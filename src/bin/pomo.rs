//! pomo - command-line control client for pomod
//!
//! Joins a session on a running daemon, sends one command and prints the
//! resulting timer state.
//!
//! # Usage
//!
//! ```text
//! pomo standup watch            # Follow a session until Ctrl+C
//! pomo standup start            # Start the countdown
//! pomo standup pause
//! pomo standup reset
//! pomo standup set 10:00        # Or a plain number of seconds
//! pomo standup preset short     # Jump to a preset: pomodoro, short, long
//! pomo standup presets 25:00 5:00 15:00
//! pomo --url ws://host:9000 standup watch
//! ```

use std::time::Duration;

use anyhow::{bail, Context, Result};
use clap::{Parser, Subcommand};
use futures::{SinkExt, StreamExt};
use tokio::net::TcpStream;
use tokio::time::timeout;
use tokio_tungstenite::tungstenite::Message;
use tokio_tungstenite::{connect_async, MaybeTlsStream, WebSocketStream};
use tracing::debug;
use tracing_subscriber::EnvFilter;

use pomo_core::{PresetKind, Presets, Seconds, TimerSnapshot};
use pomo_protocol::{ClientCommand, ServerMessage};

type WsStream = WebSocketStream<MaybeTlsStream<TcpStream>>;

/// How long to wait for the daemon to answer a command
const REPLY_TIMEOUT: Duration = Duration::from_secs(5);

/// pomo - control a shared session timer
#[derive(Parser, Debug)]
#[command(name = "pomo", version, about)]
struct Args {
    /// Daemon WebSocket URL
    #[arg(long, env = "POMO_URL", default_value = "ws://127.0.0.1:8080")]
    url: String,

    /// Session to join
    session: String,

    #[command(subcommand)]
    action: Action,
}

#[derive(Subcommand, Debug)]
enum Action {
    /// Print every update until interrupted
    Watch,
    /// Start the countdown
    Start,
    /// Pause the countdown
    Pause,
    /// Restore the last set time and stop
    Reset,
    /// Set the remaining time (seconds or MM:SS) and stop
    Set {
        /// New remaining time
        time: String,
    },
    /// Set the remaining time to one of the session's presets
    Preset {
        /// pomodoro, short or long
        kind: String,
    },
    /// Replace the session's presets
    Presets {
        /// Pomodoro length
        pomodoro: String,
        /// Short break length
        short_break: String,
        /// Long break length
        long_break: String,
    },
}

fn parse_time(input: &str) -> Result<Seconds> {
    Seconds::parse_clock(input)
        .with_context(|| format!("Invalid time '{input}' (expected seconds or MM:SS)"))
}

impl Action {
    /// Builds the command to send, given the state returned by the join.
    ///
    /// Returns `None` for actions that only observe.
    fn to_command(&self, joined: &TimerSnapshot) -> Result<Option<ClientCommand>> {
        let command = match self {
            Action::Watch => return Ok(None),
            Action::Start => ClientCommand::StartTimer,
            Action::Pause => ClientCommand::PauseTimer,
            Action::Reset => ClientCommand::ResetTimer,
            Action::Set { time } => ClientCommand::set_time(parse_time(time)?),
            Action::Preset { kind } => {
                let Some(kind) = PresetKind::parse(kind) else {
                    bail!("Unknown preset '{kind}' (expected pomodoro, short or long)");
                };
                ClientCommand::set_time(joined.presets.get(kind))
            }
            Action::Presets {
                pomodoro,
                short_break,
                long_break,
            } => ClientCommand::set_presets(Presets::new(
                parse_time(pomodoro)?,
                parse_time(short_break)?,
                parse_time(long_break)?,
            )),
        };
        Ok(Some(command))
    }
}

async fn send(ws: &mut WsStream, command: &ClientCommand) -> Result<()> {
    let json = serde_json::to_string(command)?;
    debug!(command = %json, "Sending");
    ws.send(Message::Text(json.into()))
        .await
        .context("Failed to send command")
}

/// Reads the next protocol message, skipping control frames.
///
/// Returns `None` when the daemon closes the connection.
async fn next_message(ws: &mut WsStream) -> Result<Option<ServerMessage>> {
    while let Some(frame) = ws.next().await {
        match frame.context("Connection error")? {
            Message::Text(text) => {
                let msg = serde_json::from_str(text.as_str())
                    .with_context(|| format!("Unexpected message from daemon: {}", text.as_str()))?;
                return Ok(Some(msg));
            }
            Message::Close(_) => return Ok(None),
            _ => continue,
        }
    }
    Ok(None)
}

/// Waits for the next snapshot, failing on an `error` reply.
async fn expect_snapshot(ws: &mut WsStream) -> Result<TimerSnapshot> {
    loop {
        let msg = timeout(REPLY_TIMEOUT, next_message(ws))
            .await
            .context("Timed out waiting for the daemon")??;

        match msg {
            Some(ServerMessage::Timer { timer }) => return Ok(timer),
            Some(ServerMessage::Error { message }) => bail!("{message}"),
            Some(ServerMessage::Pong) => continue,
            None => bail!("Daemon closed the connection"),
        }
    }
}

/// Folds one message into the outcome of a command followed by a ping.
///
/// The daemon handles a connection's messages in order, so everything the
/// command produced (its broadcast or its error) arrives before the pong.
/// Tick broadcasts may arrive in between and are superseded by later ones.
/// Returns the last snapshot once the pong arrives.
fn settle(last: &mut Option<TimerSnapshot>, msg: ServerMessage) -> Result<Option<TimerSnapshot>> {
    match msg {
        ServerMessage::Timer { timer } => {
            *last = Some(timer);
            Ok(None)
        }
        ServerMessage::Error { message } => bail!("{message}"),
        ServerMessage::Pong => match last.take() {
            Some(snapshot) => Ok(Some(snapshot)),
            None => bail!("Daemon sent no update for the command"),
        },
    }
}

/// Sends a command and waits for its outcome.
async fn apply(ws: &mut WsStream, command: &ClientCommand) -> Result<TimerSnapshot> {
    send(ws, command).await?;
    send(ws, &ClientCommand::Ping).await?;

    let mut last = None;
    loop {
        let msg = timeout(REPLY_TIMEOUT, next_message(ws))
            .await
            .context("Timed out waiting for the daemon")??;

        let Some(msg) = msg else {
            bail!("Daemon closed the connection");
        };
        if let Some(snapshot) = settle(&mut last, msg)? {
            return Ok(snapshot);
        }
    }
}

fn print_snapshot(snapshot: &TimerSnapshot) {
    match snapshot.presets.matching(snapshot.initial_time) {
        Some(kind) => println!("{} ({})", snapshot.status_line(), kind.label()),
        None => println!("{}", snapshot.status_line()),
    }
}

async fn watch(ws: &mut WsStream) -> Result<()> {
    loop {
        tokio::select! {
            _ = tokio::signal::ctrl_c() => return Ok(()),

            msg = next_message(ws) => match msg? {
                Some(ServerMessage::Timer { timer }) => print_snapshot(&timer),
                Some(ServerMessage::Error { message }) => eprintln!("error: {message}"),
                Some(ServerMessage::Pong) => {}
                None => bail!("Daemon closed the connection"),
            },
        }
    }
}

async fn run(args: Args) -> Result<()> {
    let (mut ws, _) = connect_async(args.url.as_str())
        .await
        .with_context(|| format!("Failed to connect to {}", args.url))?;

    send(&mut ws, &ClientCommand::join(args.session.as_str())).await?;
    let joined = expect_snapshot(&mut ws).await?;

    match args.action.to_command(&joined)? {
        Some(command) => print_snapshot(&apply(&mut ws, &command).await?),
        None => {
            print_snapshot(&joined);
            watch(&mut ws).await?;
        }
    }

    let _ = ws.close(None).await;
    Ok(())
}

#[tokio::main]
async fn main() -> Result<()> {
    tracing_subscriber::fmt()
        .with_writer(std::io::stderr)
        .with_env_filter(EnvFilter::from_default_env().add_directive("pomo=warn".parse()?))
        .init();

    run(Args::parse()).await
}
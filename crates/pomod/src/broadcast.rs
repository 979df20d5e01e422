//! Connection subscriptions and snapshot fan-out.
//!
//! The `Broadcaster` owns one record per open connection: the queue that
//! feeds the connection's socket writer, and the session the connection is
//! subscribed to (at most one). It lives inside the registry actor, so
//! subscriptions change only on the actor's event queue.
//!
//! Delivery never blocks: each message is offered to the connection's
//! bounded queue with `try_send`. A full or closed queue drops the message
//! for that connection only; there is no retry. Clients converge on the
//! next broadcast, and a join always returns a full snapshot.

use std::collections::HashMap;
use std::fmt;

use tokio::sync::mpsc::{self, error::TrySendError};
use tracing::{debug, error, trace, warn};

use pomo_core::SessionId;
use pomo_protocol::ServerMessage;

use crate::registry::SessionStore;

/// Sender half of a connection's outbound queue (serialized JSON text).
pub type Outbound = mpsc::Sender<String>;

/// Identifier the server assigns to each accepted connection.
#[derive(Debug, Clone, Copy, PartialEq, Eq, Hash, PartialOrd, Ord)]
pub struct ConnectionId(u64);

impl ConnectionId {
    pub const fn new(id: u64) -> Self {
        Self(id)
    }
}

impl fmt::Display for ConnectionId {
    fn fmt(&self, f: &mut fmt::Formatter<'_>) -> fmt::Result {
        write!(f, "conn-{}", self.0)
    }
}

/// Per-connection record.
struct Subscriber {
    outbound: Outbound,
    session: Option<SessionId>,
}

/// Result of offering one message to one connection.
#[derive(Debug, Clone, Copy, PartialEq, Eq)]
pub enum Delivery {
    /// Message queued for the socket writer
    Queued,

    /// Queue full; message dropped
    Dropped,

    /// Connection unknown or its writer has gone away
    Closed,
}

/// Subscription table and fan-out.
#[derive(Default)]
pub struct Broadcaster {
    subscribers: HashMap<ConnectionId, Subscriber>,
}

impl Broadcaster {
    pub fn new() -> Self {
        Self::default()
    }

    /// Records a newly opened connection with no subscription.
    ///
    /// Re-registering an id replaces its queue and clears its subscription.
    pub fn register(&mut self, connection_id: ConnectionId, outbound: Outbound) {
        self.subscribers.insert(
            connection_id,
            Subscriber {
                outbound,
                session: None,
            },
        );
        debug!(connection_id = %connection_id, "Connection registered");
    }

    /// Forgets a connection. Returns the subscription it held, if any.
    pub fn unregister(&mut self, connection_id: ConnectionId) -> Option<SessionId> {
        self.subscribers
            .remove(&connection_id)
            .and_then(|sub| sub.session)
    }

    pub fn is_registered(&self, connection_id: ConnectionId) -> bool {
        self.subscribers.contains_key(&connection_id)
    }

    /// Returns the session a connection is subscribed to.
    pub fn subscription(&self, connection_id: ConnectionId) -> Option<&SessionId> {
        self.subscribers
            .get(&connection_id)
            .and_then(|sub| sub.session.as_ref())
    }

    /// Points a connection at `session_id`, returning the previous
    /// subscription. Unknown connections are ignored.
    pub fn subscribe(
        &mut self,
        connection_id: ConnectionId,
        session_id: SessionId,
    ) -> Option<SessionId> {
        self.subscribers
            .get_mut(&connection_id)
            .and_then(|sub| sub.session.replace(session_id))
    }

    /// Clears a connection's subscription, returning what it was.
    pub fn unsubscribe(&mut self, connection_id: ConnectionId) -> Option<SessionId> {
        self.subscribers
            .get_mut(&connection_id)
            .and_then(|sub| sub.session.take())
    }

    /// Number of open connections.
    pub fn connection_count(&self) -> usize {
        self.subscribers.len()
    }

    /// Number of connections subscribed to `session_id`.
    pub fn subscriber_count(&self, session_id: &SessionId) -> usize {
        self.subscribers
            .values()
            .filter(|sub| sub.session.as_ref() == Some(session_id))
            .count()
    }

    /// Sends a message to a single connection.
    pub fn send_to(&self, connection_id: ConnectionId, msg: &ServerMessage) -> Delivery {
        let Some(sub) = self.subscribers.get(&connection_id) else {
            return Delivery::Closed;
        };
        match serialize(msg) {
            Some(json) => offer(connection_id, &sub.outbound, json),
            None => Delivery::Dropped,
        }
    }

    /// Sends the current snapshot of `session_id` to every connection
    /// subscribed to it.
    ///
    /// No-op if the session is unknown. Returns the number of connections
    /// the snapshot was queued for.
    pub fn broadcast(&self, store: &SessionStore, session_id: &SessionId) -> usize {
        let Some(entry) = store.get(session_id) else {
            trace!(session_id = %session_id, "Broadcast for unknown session skipped");
            return 0;
        };

        // Build the message once
        let Some(json) = serialize(&ServerMessage::timer(entry.snapshot())) else {
            return 0;
        };

        let mut queued = 0;
        for (connection_id, sub) in &self.subscribers {
            if sub.session.as_ref() != Some(session_id) {
                continue;
            }
            if offer(*connection_id, &sub.outbound, json.clone()) == Delivery::Queued {
                queued += 1;
            }
        }

        trace!(session_id = %session_id, queued, "Snapshot broadcast");
        queued
    }
}

fn serialize(msg: &ServerMessage) -> Option<String> {
    match serde_json::to_string(msg) {
        Ok(json) => Some(json),
        Err(e) => {
            error!(error = %e, "Failed to serialize message");
            None
        }
    }
}

fn offer(connection_id: ConnectionId, outbound: &Outbound, json: String) -> Delivery {
    match outbound.try_send(json) {
        Ok(()) => Delivery::Queued,
        Err(TrySendError::Full(_)) => {
            warn!(connection_id = %connection_id, "Outbound queue full, message dropped");
            Delivery::Dropped
        }
        Err(TrySendError::Closed(_)) => {
            debug!(connection_id = %connection_id, "Outbound queue closed");
            Delivery::Closed
        }
    }
}

#[cfg(test)]
mod tests {
    use super::*;
    use pomo_core::Presets;

    fn outbound(capacity: usize) -> (Outbound, mpsc::Receiver<String>) {
        mpsc::channel(capacity)
    }

    fn store_with(ids: &[&str]) -> SessionStore {
        let mut store = SessionStore::new(Presets::default());
        for id in ids {
            store.get_or_create(&SessionId::new(*id));
        }
        store
    }

    #[test]
    fn test_connection_id_display() {
        assert_eq!(ConnectionId::new(7).to_string(), "conn-7");
    }

    #[test]
    fn test_subscribe_replaces_previous() {
        let mut broadcaster = Broadcaster::new();
        let (tx, _rx) = outbound(4);
        let conn = ConnectionId::new(1);
        broadcaster.register(conn, tx);

        assert_eq!(broadcaster.subscribe(conn, SessionId::new("a")), None);
        assert_eq!(
            broadcaster.subscribe(conn, SessionId::new("b")),
            Some(SessionId::new("a"))
        );
        assert_eq!(broadcaster.subscription(conn), Some(&SessionId::new("b")));
        assert_eq!(broadcaster.unsubscribe(conn), Some(SessionId::new("b")));
        assert_eq!(broadcaster.subscription(conn), None);
    }

    #[test]
    fn test_subscribe_unknown_connection_is_ignored() {
        let mut broadcaster = Broadcaster::new();
        assert_eq!(broadcaster.subscribe(ConnectionId::new(9), SessionId::new("a")), None);
        assert_eq!(broadcaster.subscription(ConnectionId::new(9)), None);
    }

    #[test]
    fn test_broadcast_reaches_only_matching_subscribers() {
        let mut broadcaster = Broadcaster::new();
        let store = store_with(&["a", "b"]);

        let (tx1, mut rx1) = outbound(4);
        let (tx2, mut rx2) = outbound(4);
        let (tx3, mut rx3) = outbound(4);
        broadcaster.register(ConnectionId::new(1), tx1);
        broadcaster.register(ConnectionId::new(2), tx2);
        broadcaster.register(ConnectionId::new(3), tx3);
        broadcaster.subscribe(ConnectionId::new(1), SessionId::new("a"));
        broadcaster.subscribe(ConnectionId::new(2), SessionId::new("a"));
        broadcaster.subscribe(ConnectionId::new(3), SessionId::new("b"));

        assert_eq!(broadcaster.broadcast(&store, &SessionId::new("a")), 2);

        let first = rx1.try_recv().unwrap();
        let second = rx2.try_recv().unwrap();
        assert_eq!(first, second);
        assert!(first.contains("\"sessionId\":\"a\""));
        assert!(rx3.try_recv().is_err());
    }

    #[test]
    fn test_broadcast_unknown_session_is_noop() {
        let mut broadcaster = Broadcaster::new();
        let store = store_with(&[]);
        let (tx, mut rx) = outbound(4);
        broadcaster.register(ConnectionId::new(1), tx);
        broadcaster.subscribe(ConnectionId::new(1), SessionId::new("ghost"));

        assert_eq!(broadcaster.broadcast(&store, &SessionId::new("ghost")), 0);
        assert!(rx.try_recv().is_err());
    }

    #[test]
    fn test_full_queue_drops_without_affecting_others() {
        let mut broadcaster = Broadcaster::new();
        let store = store_with(&["a"]);

        let (slow_tx, mut slow_rx) = outbound(1);
        let (fast_tx, mut fast_rx) = outbound(8);
        broadcaster.register(ConnectionId::new(1), slow_tx);
        broadcaster.register(ConnectionId::new(2), fast_tx);
        broadcaster.subscribe(ConnectionId::new(1), SessionId::new("a"));
        broadcaster.subscribe(ConnectionId::new(2), SessionId::new("a"));

        assert_eq!(broadcaster.broadcast(&store, &SessionId::new("a")), 2);
        assert_eq!(broadcaster.broadcast(&store, &SessionId::new("a")), 1);

        assert!(slow_rx.try_recv().is_ok());
        assert!(slow_rx.try_recv().is_err());
        assert!(fast_rx.try_recv().is_ok());
        assert!(fast_rx.try_recv().is_ok());
    }

    #[test]
    fn test_send_to_closed_connection() {
        let mut broadcaster = Broadcaster::new();
        let (tx, rx) = outbound(1);
        broadcaster.register(ConnectionId::new(1), tx);
        drop(rx);

        assert_eq!(
            broadcaster.send_to(ConnectionId::new(1), &ServerMessage::pong()),
            Delivery::Closed
        );
        assert_eq!(
            broadcaster.send_to(ConnectionId::new(2), &ServerMessage::pong()),
            Delivery::Closed
        );
    }

    #[test]
    fn test_unregister_returns_subscription() {
        let mut broadcaster = Broadcaster::new();
        let (tx, _rx) = outbound(1);
        broadcaster.register(ConnectionId::new(1), tx);
        broadcaster.subscribe(ConnectionId::new(1), SessionId::new("a"));

        assert_eq!(broadcaster.subscriber_count(&SessionId::new("a")), 1);
        assert_eq!(broadcaster.unregister(ConnectionId::new(1)), Some(SessionId::new("a")));
        assert_eq!(broadcaster.connection_count(), 0);
        assert_eq!(broadcaster.subscriber_count(&SessionId::new("a")), 0);
    }
}
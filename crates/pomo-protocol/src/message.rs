//! Protocol message types for client/daemon communication.
//!
//! Every message is one JSON object carried in a text frame. The `type`
//! field discriminates.

use pomo_core::{Presets, Seconds, SessionId, TimerSnapshot};
use serde::{Deserialize, Serialize};

/// Commands sent by clients to the daemon.
///
/// Serialized with the `type` tag (`{"type":"setTime","remainingTime":10}`).
/// The daemon decodes inbound text with [`crate::decode_command`], which
/// validates fields more strictly than serde would.
#[derive(Debug, Clone, PartialEq, Eq, Serialize)]
#[serde(tag = "type", rename_all = "camelCase")]
pub enum ClientCommand {
    /// Subscribe to a session, creating it on first reference
    JoinSession {
        #[serde(rename = "sessionId")]
        session_id: SessionId,
    },

    /// Start the subscribed session's countdown
    StartTimer,

    /// Pause the subscribed session's countdown
    PauseTimer,

    /// Restore the reset baseline and stop
    ResetTimer,

    /// Set remaining time and reset baseline, stopping the timer
    SetTime {
        #[serde(rename = "remainingTime")]
        remaining_time: Seconds,
    },

    /// Replace all three presets
    SetPresets {
        #[serde(flatten)]
        presets: Presets,
    },

    /// Drop the current subscription
    LeaveSession,

    /// Keepalive, answered with `pong`
    Ping,
}

impl ClientCommand {
    /// Returns the wire discriminator for this command.
    pub fn type_name(&self) -> &'static str {
        match self {
            Self::JoinSession { .. } => "joinSession",
            Self::StartTimer => "startTimer",
            Self::PauseTimer => "pauseTimer",
            Self::ResetTimer => "resetTimer",
            Self::SetTime { .. } => "setTime",
            Self::SetPresets { .. } => "setPresets",
            Self::LeaveSession => "leaveSession",
            Self::Ping => "ping",
        }
    }

    /// Returns true if the command acts on the connection's subscribed session.
    pub fn requires_session(&self) -> bool {
        matches!(
            self,
            Self::StartTimer
                | Self::PauseTimer
                | Self::ResetTimer
                | Self::SetTime { .. }
                | Self::SetPresets { .. }
        )
    }

    /// Creates a join command.
    pub fn join(session_id: impl Into<SessionId>) -> Self {
        Self::JoinSession {
            session_id: session_id.into(),
        }
    }

    /// Creates a set-time command.
    pub fn set_time(remaining_time: Seconds) -> Self {
        Self::SetTime { remaining_time }
    }

    /// Creates a set-presets command.
    pub fn set_presets(presets: Presets) -> Self {
        Self::SetPresets { presets }
    }
}

/// Messages sent from the daemon to clients.
#[derive(Debug, Clone, PartialEq, Eq, Serialize, Deserialize)]
#[serde(tag = "type", rename_all = "camelCase")]
pub enum ServerMessage {
    /// Full session state, sent on join and broadcast after every change
    Timer {
        timer: TimerSnapshot,
    },

    /// Error response, sent to the originating connection only
    Error {
        message: String,
    },

    /// Keepalive response
    Pong,
}

impl ServerMessage {
    /// Creates a snapshot message.
    pub fn timer(timer: TimerSnapshot) -> Self {
        Self::Timer { timer }
    }

    /// Creates an error response.
    pub fn error(message: impl Into<String>) -> Self {
        Self::Error {
            message: message.into(),
        }
    }

    /// Creates a pong response.
    pub fn pong() -> Self {
        Self::Pong
    }
}

#[cfg(test)]
mod tests {
    use super::*;
    use pomo_core::TimerSession;
    use serde_json::json;

    #[test]
    fn test_client_command_serialization() {
        let json = serde_json::to_value(ClientCommand::join("abc")).unwrap();
        assert_eq!(json, json!({"type": "joinSession", "sessionId": "abc"}));

        let json = serde_json::to_value(ClientCommand::set_time(Seconds::new(10))).unwrap();
        assert_eq!(json, json!({"type": "setTime", "remainingTime": 10}));

        let json = serde_json::to_value(ClientCommand::Ping).unwrap();
        assert_eq!(json, json!({"type": "ping"}));
    }

    #[test]
    fn test_set_presets_serialization_is_flat() {
        let json = serde_json::to_value(ClientCommand::set_presets(Presets::default())).unwrap();
        assert_eq!(
            json,
            json!({"type": "setPresets", "pomodoro": 1500, "shortBreak": 300, "longBreak": 900})
        );
    }

    #[test]
    fn test_type_name_matches_serialized_tag() {
        let commands = [
            ClientCommand::join("abc"),
            ClientCommand::StartTimer,
            ClientCommand::PauseTimer,
            ClientCommand::ResetTimer,
            ClientCommand::set_time(Seconds::new(1)),
            ClientCommand::set_presets(Presets::default()),
            ClientCommand::LeaveSession,
            ClientCommand::Ping,
        ];
        for command in commands {
            let json = serde_json::to_value(&command).unwrap();
            assert_eq!(json["type"], command.type_name());
        }
    }

    #[test]
    fn test_server_message_shapes() {
        let session = TimerSession::new(SessionId::new("abc"), Presets::default());
        let json = serde_json::to_value(ServerMessage::timer(session.snapshot())).unwrap();
        assert_eq!(json["type"], "timer");
        assert_eq!(json["timer"]["sessionId"], "abc");
        assert_eq!(json["timer"]["remainingTime"], 1500);
        assert!(json["timer"].get("tickHandle").is_none());

        let json = serde_json::to_value(ServerMessage::error("nope")).unwrap();
        assert_eq!(json, json!({"type": "error", "message": "nope"}));

        let json = serde_json::to_value(ServerMessage::pong()).unwrap();
        assert_eq!(json, json!({"type": "pong"}));
    }

    #[test]
    fn test_server_message_parses_back() {
        let parsed: ServerMessage = serde_json::from_str(r#"{"type":"pong"}"#).unwrap();
        assert_eq!(parsed, ServerMessage::Pong);
    }
}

- WHAT YOU NEED TO DO -
Wherever the word "Creates" appears in the listing above, copy the whole line.

- FINISHED TASK -
    /// Creates a join command.
    /// Creates a set-time command.
    /// Creates a set-presets command.
    /// Creates a snapshot message.
    /// Creates an error response.
    /// Creates a pong response.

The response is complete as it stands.